そのとき、七月に気づかれた三橋が、隠れて覗いていた疾《やま》しさからか、慌てて叫んだ。

「おいっ、ナナツキッ!
 お前、俺になんか霊を憑けなかったか!?」

「いや、憑けたけど……。
 居ないじゃないの。

 あんたのもてなしが悪かったんじゃない?」

「もてなすも何も見えてねえっつーの!」

「見えてないのに、よく居るのわかったわね」

「あれだけ家鳴りがしたり、電気が点滅したりすりゃわかるだろ!?」

「結構静かな霊なんだけどね。
 まだ動揺してるのかしらね」

「ところで、お前ら、なにしてたんだ」

 ああ、と七月は軽く言いかけ、いや~、とこちらを見て、頭を掻く。

 その視線を三橋が厭そうに、時子が興味津々に追った。

「英嗣さんよ」
と七月が教える。

「なに見てたの?
 七月ちゃん」

 側まで行き、訊くと、わっ、と七月は身を引き、三村が困った顔をした。

 三村の手にあるものに気づく。

「なんだ。
 僕の卒業アルバムじゃん」

「いや――
 ちょっと行く前に、顔とか学生時代のこととか、確認しとこうかと」

「ほんとにうち、付いて来てくれるわけ?」

 ま、どっちかと言うと、七月に自分が憑いていくと言った方が正しいが。

「そう。
 お線香あげさせてくださいって行くわ」

「今、命日でもなんでもないんだけどね」
と言うと、

「兄弟で同じこと言うんですね」
と七月に言われる。

 ピンポイントで、やなとこ突いてくるなあ、と思った。

「七月、どっか行くの?」
と時子が訊いた。

「そう。
 ちょっとね」

 大勢で行った方がいろいろと誤摩化せていい気もしたのだが、七月はそんなつもりはないようだった。

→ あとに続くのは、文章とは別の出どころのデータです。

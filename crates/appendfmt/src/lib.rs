//! Append a separator and formatted text to a growable string.
//!
//! - `append`: the operation itself (separator policy, CR/LF trimming, size checks)
//! - `appender`: a buffer owner that carries configured defaults between appends
//! - `dump`: hex/ASCII dump of a buffer for diagnostics
//! - `macros`: `append_format!` and friends

pub mod append;
pub mod appender;
pub mod dump;
pub mod separator;
pub mod trim;
pub(crate) mod measure;

mod macros;

// Re-exports for convenience.
pub use af_domain::config::LengthLimit;
pub use af_domain::{AppendFlags, Error, Result};
pub use append::{
    append_flags_sep_format, append_flags_sep_format_limited, measure_append,
    measure_append_limited,
};
pub use appender::Appender;
pub use dump::{dump, Dumper};
//! Two-pass formatting: a dry-run length measurement, then a render into
//! a scratch buffer that must land on exactly the measured length.

use std::collections::TryReserveError;
use std::fmt::{self, Write};

use af_domain::{Error, Result};

/// Counts bytes without storing them.
#[derive(Debug, Default)]
struct CountingWriter {
    count: usize,
    overflowed: bool,
}

impl Write for CountingWriter {
    fn write_str(&mut self, s: &str) -> fmt::Result {
        match self.count.checked_add(s.len()) {
            Some(n) => {
                self.count = n;
                Ok(())
            }
            None => {
                self.overflowed = true;
                Err(fmt::Error)
            }
        }
    }
}

/// Byte length `args` renders to.
pub fn measure(args: fmt::Arguments<'_>, limit: usize) -> Result<usize> {
    if let Some(s) = args.as_str() {
        return Ok(s.len());
    }
    let mut counter = CountingWriter::default();
    match counter.write_fmt(args) {
        Ok(()) => Ok(counter.count),
        Err(_) if counter.overflowed => Err(Error::Overflow { limit }),
        Err(_) => Err(Error::Format("formatter reported an error while measuring".into())),
    }
}

/// Writes into a buffer reserved up front and refuses to grow past it.
struct BoundedWriter {
    buf: String,
    cap: usize,
    overrun: bool,
}

impl Write for BoundedWriter {
    fn write_str(&mut self, s: &str) -> fmt::Result {
        if self.buf.len() + s.len() > self.cap {
            self.overrun = true;
            return Err(fmt::Error);
        }
        self.buf.push_str(s);
        Ok(())
    }
}

fn reserve_exact(len: usize) -> std::result::Result<String, TryReserveError> {
    let mut buf = String::new();
    buf.try_reserve_exact(len)?;
    Ok(buf)
}

/// Render `args` into a fresh string of exactly `expected` bytes.
///
/// A second traversal that disagrees with the measurement (a `Display`
/// impl reading mutable state, say) is a format error.
pub fn render(args: fmt::Arguments<'_>, expected: usize) -> Result<String> {
    let mut writer = BoundedWriter {
        buf: reserve_exact(expected)?,
        cap: expected,
        overrun: false,
    };
    let result = writer.write_fmt(args);
    if writer.overrun || writer.buf.len() != expected {
        return Err(Error::Format(format!(
            "rendered length differs from measured length {expected}"
        )));
    }
    result.map_err(|_| Error::Format("formatter reported an error while rendering".into()))?;
    Ok(writer.buf)
}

 母が自分を殺したことを七月が知っていると気づかれたなら、危険目に遭うかもしれないと思っているのだろう。

「それより、三橋くん。
 トイレの人、何処に落としてきたのよ」
と七月は三橋に向き直って言う。

「別に落としてはない。
 朝には家鳴りは消えてたが、朝だからかと思ってたし」

「朝でも昼でも夜でも、霊は居るわよ」

 まあ、確かに、此処に。

「ところで、三村くん、そのぐしゃぐしゃの紙、なに?」
と時子が三村の手にあるものに目を留め、訊いてきた。

「ああ、これ?
 矢部さんからの手紙」

「なに、ゴミみたいな掴み方してんのよ」
と七月は不満げだが、時子は苦笑いし、

「いや、どう見てもゴミでしょ」
と言う。

「女の子から手紙回って来るのって、ちょっと憧れてたんだけど……」
と三村は言葉を濁す。

「憧れてたんだけど、なに!?」

「いえ――
 嬉しいです」

 七月の脅しに三村は屈した。

「でも、そもそもなんで、わざわざ授業中に投げてきたの?」

「いや、単に暇だったから。
 三村くん、まだこれ、持ってるって言ってたなーと思って」

「先生、泣くよ?」
と三村は言うが、まあ、自分も授業なんて、半分くらいしか聞いてなかったなあと英嗣は思う。

 教員志望だった人間がこれだからな……。

 あのクソ真面目な兄貴はクソ真面目に聞いてそうだな。

 などと、しょうもないことを考えながら気づいていた。

 自分の気持ちが随分と軽いことに。

 あの呪われた家に帰ろうとしているのにな。

 七月のせいだろうか。

 あの重苦しい家の中に七月という要素が入るだけで、何か雰囲気が変わる気がするからか。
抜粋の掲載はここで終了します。